■ Material for this task
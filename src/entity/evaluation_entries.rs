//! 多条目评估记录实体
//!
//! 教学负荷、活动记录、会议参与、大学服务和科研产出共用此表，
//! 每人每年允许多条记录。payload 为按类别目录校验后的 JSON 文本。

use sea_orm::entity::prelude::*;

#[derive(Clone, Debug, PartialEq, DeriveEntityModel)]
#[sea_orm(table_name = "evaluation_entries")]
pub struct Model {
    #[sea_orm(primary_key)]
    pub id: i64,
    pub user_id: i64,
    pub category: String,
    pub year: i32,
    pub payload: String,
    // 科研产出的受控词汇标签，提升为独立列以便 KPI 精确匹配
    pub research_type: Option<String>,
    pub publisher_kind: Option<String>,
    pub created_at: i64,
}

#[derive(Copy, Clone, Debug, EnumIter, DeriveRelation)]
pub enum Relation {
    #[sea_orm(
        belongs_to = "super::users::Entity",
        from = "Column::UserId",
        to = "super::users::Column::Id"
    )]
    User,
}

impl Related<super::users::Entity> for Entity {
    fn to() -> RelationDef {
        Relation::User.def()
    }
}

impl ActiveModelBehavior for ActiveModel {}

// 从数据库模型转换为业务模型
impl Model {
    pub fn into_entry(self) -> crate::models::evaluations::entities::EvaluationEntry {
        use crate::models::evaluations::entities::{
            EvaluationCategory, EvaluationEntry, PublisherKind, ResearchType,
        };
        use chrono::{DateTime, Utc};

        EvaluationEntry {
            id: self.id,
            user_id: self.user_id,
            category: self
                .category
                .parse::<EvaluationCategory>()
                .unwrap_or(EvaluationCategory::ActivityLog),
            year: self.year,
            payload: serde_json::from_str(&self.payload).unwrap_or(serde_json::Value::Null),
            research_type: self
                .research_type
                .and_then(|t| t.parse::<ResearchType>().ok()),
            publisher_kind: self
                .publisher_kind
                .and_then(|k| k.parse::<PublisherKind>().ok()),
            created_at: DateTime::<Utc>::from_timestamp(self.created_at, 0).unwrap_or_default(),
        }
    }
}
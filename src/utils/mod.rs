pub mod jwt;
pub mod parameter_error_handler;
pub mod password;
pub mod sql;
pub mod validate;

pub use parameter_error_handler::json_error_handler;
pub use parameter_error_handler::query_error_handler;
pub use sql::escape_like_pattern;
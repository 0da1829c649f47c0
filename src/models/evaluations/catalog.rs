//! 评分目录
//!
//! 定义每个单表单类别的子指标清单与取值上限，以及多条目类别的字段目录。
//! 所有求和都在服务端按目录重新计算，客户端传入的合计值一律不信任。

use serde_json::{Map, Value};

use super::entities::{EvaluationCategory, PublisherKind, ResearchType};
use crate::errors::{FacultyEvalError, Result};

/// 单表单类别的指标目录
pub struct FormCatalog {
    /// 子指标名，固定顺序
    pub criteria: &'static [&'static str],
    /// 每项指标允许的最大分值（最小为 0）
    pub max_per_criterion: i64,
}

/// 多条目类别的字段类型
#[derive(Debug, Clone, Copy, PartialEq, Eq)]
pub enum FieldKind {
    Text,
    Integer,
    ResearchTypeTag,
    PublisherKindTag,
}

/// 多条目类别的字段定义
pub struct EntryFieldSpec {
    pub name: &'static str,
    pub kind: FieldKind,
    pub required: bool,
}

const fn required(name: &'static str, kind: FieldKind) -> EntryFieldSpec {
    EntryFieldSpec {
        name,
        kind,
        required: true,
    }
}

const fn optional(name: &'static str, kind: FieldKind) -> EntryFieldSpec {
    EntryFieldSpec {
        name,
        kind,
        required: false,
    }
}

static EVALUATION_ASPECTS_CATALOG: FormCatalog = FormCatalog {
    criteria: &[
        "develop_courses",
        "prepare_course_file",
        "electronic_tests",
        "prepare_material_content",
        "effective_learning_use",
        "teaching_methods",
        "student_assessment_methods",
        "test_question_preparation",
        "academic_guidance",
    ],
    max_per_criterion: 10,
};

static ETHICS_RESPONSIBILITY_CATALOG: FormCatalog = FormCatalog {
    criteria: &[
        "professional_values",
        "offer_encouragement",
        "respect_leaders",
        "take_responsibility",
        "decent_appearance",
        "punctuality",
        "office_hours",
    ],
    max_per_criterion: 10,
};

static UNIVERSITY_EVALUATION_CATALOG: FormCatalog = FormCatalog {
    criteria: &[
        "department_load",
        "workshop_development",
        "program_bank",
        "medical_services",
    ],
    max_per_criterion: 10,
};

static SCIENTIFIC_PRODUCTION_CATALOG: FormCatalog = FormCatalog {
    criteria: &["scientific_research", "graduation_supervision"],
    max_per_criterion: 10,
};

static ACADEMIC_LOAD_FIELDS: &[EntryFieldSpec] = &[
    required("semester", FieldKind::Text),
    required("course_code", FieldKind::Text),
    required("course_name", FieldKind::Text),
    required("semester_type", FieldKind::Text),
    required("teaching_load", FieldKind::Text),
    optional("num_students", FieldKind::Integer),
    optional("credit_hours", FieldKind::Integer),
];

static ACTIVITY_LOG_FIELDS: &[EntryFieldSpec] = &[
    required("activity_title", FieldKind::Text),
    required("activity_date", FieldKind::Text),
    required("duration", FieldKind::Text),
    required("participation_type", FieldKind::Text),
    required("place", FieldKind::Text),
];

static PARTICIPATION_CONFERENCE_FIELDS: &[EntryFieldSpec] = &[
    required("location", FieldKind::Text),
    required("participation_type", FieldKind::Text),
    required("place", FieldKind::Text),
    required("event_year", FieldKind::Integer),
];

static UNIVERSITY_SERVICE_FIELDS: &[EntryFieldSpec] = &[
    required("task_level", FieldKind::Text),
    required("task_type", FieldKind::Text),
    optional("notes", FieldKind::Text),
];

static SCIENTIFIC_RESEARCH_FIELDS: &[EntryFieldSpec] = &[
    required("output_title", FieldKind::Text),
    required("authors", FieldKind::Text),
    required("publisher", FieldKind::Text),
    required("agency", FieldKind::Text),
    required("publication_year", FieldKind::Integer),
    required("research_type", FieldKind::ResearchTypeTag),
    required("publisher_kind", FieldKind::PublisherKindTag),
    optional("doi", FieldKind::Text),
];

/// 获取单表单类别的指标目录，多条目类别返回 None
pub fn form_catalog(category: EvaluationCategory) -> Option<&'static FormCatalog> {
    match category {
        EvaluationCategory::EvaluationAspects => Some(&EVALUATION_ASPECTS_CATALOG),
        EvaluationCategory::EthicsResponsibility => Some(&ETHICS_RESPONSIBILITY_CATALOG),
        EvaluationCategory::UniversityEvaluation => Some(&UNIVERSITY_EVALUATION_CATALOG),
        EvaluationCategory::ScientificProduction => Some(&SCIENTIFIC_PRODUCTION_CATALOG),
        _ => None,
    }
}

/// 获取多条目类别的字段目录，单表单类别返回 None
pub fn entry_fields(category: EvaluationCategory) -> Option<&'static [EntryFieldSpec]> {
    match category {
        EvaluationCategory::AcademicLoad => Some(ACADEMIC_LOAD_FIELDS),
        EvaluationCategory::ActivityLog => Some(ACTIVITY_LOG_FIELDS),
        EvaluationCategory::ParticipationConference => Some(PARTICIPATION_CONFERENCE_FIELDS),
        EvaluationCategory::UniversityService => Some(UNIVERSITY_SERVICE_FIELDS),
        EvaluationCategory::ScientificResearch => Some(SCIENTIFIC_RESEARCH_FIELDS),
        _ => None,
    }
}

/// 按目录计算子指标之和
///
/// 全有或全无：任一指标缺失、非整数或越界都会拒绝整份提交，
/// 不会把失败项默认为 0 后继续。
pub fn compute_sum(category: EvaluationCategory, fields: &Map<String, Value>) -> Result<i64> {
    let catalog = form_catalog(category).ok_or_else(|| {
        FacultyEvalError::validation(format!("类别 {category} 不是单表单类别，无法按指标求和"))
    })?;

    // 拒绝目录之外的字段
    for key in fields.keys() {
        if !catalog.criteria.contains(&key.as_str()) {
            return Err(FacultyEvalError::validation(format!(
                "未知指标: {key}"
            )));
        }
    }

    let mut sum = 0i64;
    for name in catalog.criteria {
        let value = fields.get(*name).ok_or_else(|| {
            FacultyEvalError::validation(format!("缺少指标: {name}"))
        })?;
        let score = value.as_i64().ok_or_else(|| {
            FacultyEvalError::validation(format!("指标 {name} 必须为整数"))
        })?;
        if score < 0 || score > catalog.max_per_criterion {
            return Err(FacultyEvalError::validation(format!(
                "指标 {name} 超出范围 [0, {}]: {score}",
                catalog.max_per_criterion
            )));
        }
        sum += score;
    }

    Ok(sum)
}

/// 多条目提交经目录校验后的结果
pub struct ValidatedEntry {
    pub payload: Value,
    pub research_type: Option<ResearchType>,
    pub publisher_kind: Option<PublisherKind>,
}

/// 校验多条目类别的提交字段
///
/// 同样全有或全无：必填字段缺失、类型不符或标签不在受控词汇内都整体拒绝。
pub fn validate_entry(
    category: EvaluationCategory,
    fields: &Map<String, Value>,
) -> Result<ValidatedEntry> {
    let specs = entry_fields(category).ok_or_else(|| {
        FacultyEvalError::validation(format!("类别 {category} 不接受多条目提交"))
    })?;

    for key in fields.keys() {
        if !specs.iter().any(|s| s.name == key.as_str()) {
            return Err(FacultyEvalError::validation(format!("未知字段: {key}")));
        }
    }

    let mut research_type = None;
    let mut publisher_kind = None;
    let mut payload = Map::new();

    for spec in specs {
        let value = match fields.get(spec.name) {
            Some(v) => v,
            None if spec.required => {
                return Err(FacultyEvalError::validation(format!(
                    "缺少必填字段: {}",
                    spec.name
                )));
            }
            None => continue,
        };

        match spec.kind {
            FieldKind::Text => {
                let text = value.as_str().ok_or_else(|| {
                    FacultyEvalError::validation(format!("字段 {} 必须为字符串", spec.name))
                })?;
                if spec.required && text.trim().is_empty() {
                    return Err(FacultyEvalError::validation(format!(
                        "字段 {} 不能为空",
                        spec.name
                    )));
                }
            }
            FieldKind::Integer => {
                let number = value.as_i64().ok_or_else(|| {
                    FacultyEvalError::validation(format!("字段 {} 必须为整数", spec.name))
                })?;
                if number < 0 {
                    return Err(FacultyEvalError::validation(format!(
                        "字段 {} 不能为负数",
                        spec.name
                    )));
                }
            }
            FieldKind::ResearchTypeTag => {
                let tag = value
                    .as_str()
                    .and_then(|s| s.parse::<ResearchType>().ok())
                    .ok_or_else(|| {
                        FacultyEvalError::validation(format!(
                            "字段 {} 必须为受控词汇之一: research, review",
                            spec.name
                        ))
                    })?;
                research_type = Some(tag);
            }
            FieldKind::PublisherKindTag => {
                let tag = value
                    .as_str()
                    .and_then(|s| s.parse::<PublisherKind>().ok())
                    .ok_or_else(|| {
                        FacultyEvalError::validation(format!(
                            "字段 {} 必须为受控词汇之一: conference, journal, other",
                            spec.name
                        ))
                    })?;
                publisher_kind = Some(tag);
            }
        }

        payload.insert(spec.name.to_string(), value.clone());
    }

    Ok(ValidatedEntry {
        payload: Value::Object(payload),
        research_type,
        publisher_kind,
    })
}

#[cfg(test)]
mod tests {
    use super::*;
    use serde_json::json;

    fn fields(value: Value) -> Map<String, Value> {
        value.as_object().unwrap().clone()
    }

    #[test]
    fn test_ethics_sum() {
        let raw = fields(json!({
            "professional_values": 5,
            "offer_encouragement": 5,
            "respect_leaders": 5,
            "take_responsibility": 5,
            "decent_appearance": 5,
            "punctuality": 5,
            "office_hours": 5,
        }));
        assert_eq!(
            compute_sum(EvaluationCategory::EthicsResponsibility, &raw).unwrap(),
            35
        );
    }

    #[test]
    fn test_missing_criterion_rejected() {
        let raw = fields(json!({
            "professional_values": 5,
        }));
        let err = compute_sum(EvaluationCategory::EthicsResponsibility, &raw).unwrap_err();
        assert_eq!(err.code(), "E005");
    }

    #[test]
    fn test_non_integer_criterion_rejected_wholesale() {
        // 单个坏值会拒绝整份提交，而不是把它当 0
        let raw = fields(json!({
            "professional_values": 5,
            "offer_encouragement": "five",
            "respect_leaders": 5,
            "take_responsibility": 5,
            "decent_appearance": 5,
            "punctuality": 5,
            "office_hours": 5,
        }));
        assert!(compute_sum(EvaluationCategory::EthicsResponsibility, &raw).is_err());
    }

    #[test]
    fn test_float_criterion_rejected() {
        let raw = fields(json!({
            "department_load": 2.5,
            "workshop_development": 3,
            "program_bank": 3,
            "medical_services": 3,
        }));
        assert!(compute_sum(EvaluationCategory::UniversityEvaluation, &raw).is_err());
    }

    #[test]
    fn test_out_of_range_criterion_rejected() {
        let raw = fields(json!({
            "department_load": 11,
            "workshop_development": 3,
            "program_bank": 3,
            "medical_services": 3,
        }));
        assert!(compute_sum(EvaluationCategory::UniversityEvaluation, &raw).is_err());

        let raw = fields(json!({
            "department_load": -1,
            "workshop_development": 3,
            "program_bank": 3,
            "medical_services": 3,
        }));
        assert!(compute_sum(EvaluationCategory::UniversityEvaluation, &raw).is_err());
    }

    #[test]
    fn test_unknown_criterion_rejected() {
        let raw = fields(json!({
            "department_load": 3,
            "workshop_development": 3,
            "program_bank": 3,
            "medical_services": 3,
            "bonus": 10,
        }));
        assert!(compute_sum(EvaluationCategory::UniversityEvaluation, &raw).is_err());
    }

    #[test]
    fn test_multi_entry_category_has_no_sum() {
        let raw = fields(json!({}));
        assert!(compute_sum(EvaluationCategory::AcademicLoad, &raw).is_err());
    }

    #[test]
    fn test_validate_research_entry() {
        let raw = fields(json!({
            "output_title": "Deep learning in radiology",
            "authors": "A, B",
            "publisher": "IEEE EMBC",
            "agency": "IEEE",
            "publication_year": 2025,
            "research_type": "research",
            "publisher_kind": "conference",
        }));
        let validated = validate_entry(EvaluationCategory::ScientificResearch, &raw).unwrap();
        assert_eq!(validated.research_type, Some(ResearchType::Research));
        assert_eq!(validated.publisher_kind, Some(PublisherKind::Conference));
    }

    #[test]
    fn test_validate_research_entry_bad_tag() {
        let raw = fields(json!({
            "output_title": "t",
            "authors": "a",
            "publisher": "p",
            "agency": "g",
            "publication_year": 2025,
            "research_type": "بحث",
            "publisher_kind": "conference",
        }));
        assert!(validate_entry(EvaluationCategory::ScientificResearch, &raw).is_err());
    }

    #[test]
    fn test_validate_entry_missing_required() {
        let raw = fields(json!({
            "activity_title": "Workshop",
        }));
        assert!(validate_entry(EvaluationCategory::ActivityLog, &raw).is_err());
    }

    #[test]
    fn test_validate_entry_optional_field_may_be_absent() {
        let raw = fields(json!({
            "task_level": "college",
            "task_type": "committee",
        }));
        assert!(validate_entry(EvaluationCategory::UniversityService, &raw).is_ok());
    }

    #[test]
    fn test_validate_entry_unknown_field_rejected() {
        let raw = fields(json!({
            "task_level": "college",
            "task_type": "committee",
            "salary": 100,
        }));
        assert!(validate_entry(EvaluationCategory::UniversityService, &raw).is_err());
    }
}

■ Directions for this task
Only lines containing the word "EntryFieldSpec" should be copied from the material above.

■ Your response
pub struct EntryFieldSpec {
const fn required(name: &'static str, kind: FieldKind) -> EntryFieldSpec {
    EntryFieldSpec {
const fn optional(name: &'static str, kind: FieldKind) -> EntryFieldSpec {
    EntryFieldSpec {
static ACADEMIC_LOAD_FIELDS: &[EntryFieldSpec] = &[
static ACTIVITY_LOG_FIELDS: &[EntryFieldSpec] = &[
static PARTICIPATION_CONFERENCE_FIELDS: &[EntryFieldSpec] = &[
static UNIVERSITY_SERVICE_FIELDS: &[EntryFieldSpec] = &[
static SCIENTIFIC_RESEARCH_FIELDS: &[EntryFieldSpec] = &[
pub fn entry_fields(category: EvaluationCategory) -> Option<&'static [EntryFieldSpec]> {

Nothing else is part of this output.